GIVEN RECORDS -
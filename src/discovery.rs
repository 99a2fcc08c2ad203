//! UDP peer discovery.
//!
//! A beacon thread announces this node's TCP port to the broadcast
//! address on a fixed interval; a listener thread turns every foreign
//! beacon into a dial request. Beacons are stateless and loss is
//! harmless: the next interval repeats them. On first sight of a new
//! peer one extra beacon goes out immediately, so the newcomer learns
//! of us without waiting a full interval.

use std::net::{IpAddr, Ipv4Addr, SocketAddr, UdpSocket};
use std::sync::atomic::{AtomicBool, Ordering};
use std::sync::Arc;
use std::time::Duration;

use rustc_hash::FxHashSet;
use tracing::{debug, info, warn};

use crate::message::Message;
use crate::registry::{PeerId, PeerRegistry};

/// Detect the local IP address used for outward traffic.
///
/// Routes a connectionless UDP socket at a public address and reads
/// the chosen source address; nothing is actually sent. Falls back to
/// loopback when the host has no route.
#[must_use]
pub fn local_ip() -> IpAddr {
    let probed = UdpSocket::bind((Ipv4Addr::UNSPECIFIED, 0)).and_then(|socket| {
        socket.connect(("8.8.8.8", 80))?;
        Ok(socket.local_addr()?.ip())
    });
    probed.unwrap_or(IpAddr::V4(Ipv4Addr::LOCALHOST))
}

/// Serialize and send one beacon datagram.
pub(crate) fn send_beacon(socket: &UdpSocket, target: SocketAddr, listen_port: u16) {
    let beacon = Message::Beacon { port: listen_port };
    match serde_json::to_vec(&beacon) {
        Ok(buf) => {
            if let Err(e) = socket.send_to(&buf, target) {
                debug!("beacon send failed: {e}");
            }
        }
        Err(e) => warn!("beacon encode failed: {e}"),
    }
}

/// Announce presence on a fixed interval until stopped.
pub(crate) fn beacon_loop(
    socket: &UdpSocket,
    target: SocketAddr,
    listen_port: u16,
    interval: Duration,
    stop: &AtomicBool,
) {
    while !stop.load(Ordering::Relaxed) {
        send_beacon(socket, target, listen_port);
        sleep_interruptible(interval, stop);
    }
    debug!("beacon loop stopped");
}

/// Receive beacons and dial newly seen peers until stopped.
///
/// `responder` sends the immediate extra beacon for first-time peers;
/// the socket must have a read timeout so the stop flag is observed.
pub(crate) fn listen_loop(
    socket: &UdpSocket,
    responder: &UdpSocket,
    target: SocketAddr,
    registry: &Arc<PeerRegistry>,
    stop: &AtomicBool,
) {
    let mut known: FxHashSet<PeerId> = FxHashSet::default();
    let mut buf = [0u8; 1024];

    while !stop.load(Ordering::Relaxed) {
        let (len, src) = match socket.recv_from(&mut buf) {
            Ok(received) => received,
            Err(e)
                if matches!(
                    e.kind(),
                    std::io::ErrorKind::WouldBlock | std::io::ErrorKind::TimedOut
                ) =>
            {
                continue;
            }
            Err(e) => {
                if !stop.load(Ordering::Relaxed) {
                    warn!("beacon listener error: {e}");
                }
                std::thread::sleep(Duration::from_millis(200));
                continue;
            }
        };

        let Ok(Message::Beacon { port }) = serde_json::from_slice::<Message>(&buf[..len]) else {
            debug!(from = %src, "ignoring malformed beacon");
            continue;
        };
        let peer = PeerId {
            ip: src.ip(),
            port,
        };
        if peer == registry.self_id() {
            continue;
        }
        if known.insert(peer) {
            info!(peer = %peer, "discovered peer");
            // Answer out of schedule so the newcomer learns of us now.
            send_beacon(responder, target, registry.self_id().port);
        }
        registry.on_discovered(peer);
    }
    debug!("beacon listener stopped");
}

fn sleep_interruptible(total: Duration, stop: &AtomicBool) {
    let slice = Duration::from_millis(250);
    let mut remaining = total;
    while !remaining.is_zero() && !stop.load(Ordering::Relaxed) {
        let step = remaining.min(slice);
        std::thread::sleep(step);
        remaining = remaining.saturating_sub(step);
    }
}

PROBLEM STATEMENT -
Where a line of the records holds the word "AtomicBool", copy that line.

RESPONSE AREA -
use std::sync::atomic::{AtomicBool, Ordering};
    stop: &AtomicBool,
    stop: &AtomicBool,
fn sleep_interruptible(total: Duration, stop: &AtomicBool) {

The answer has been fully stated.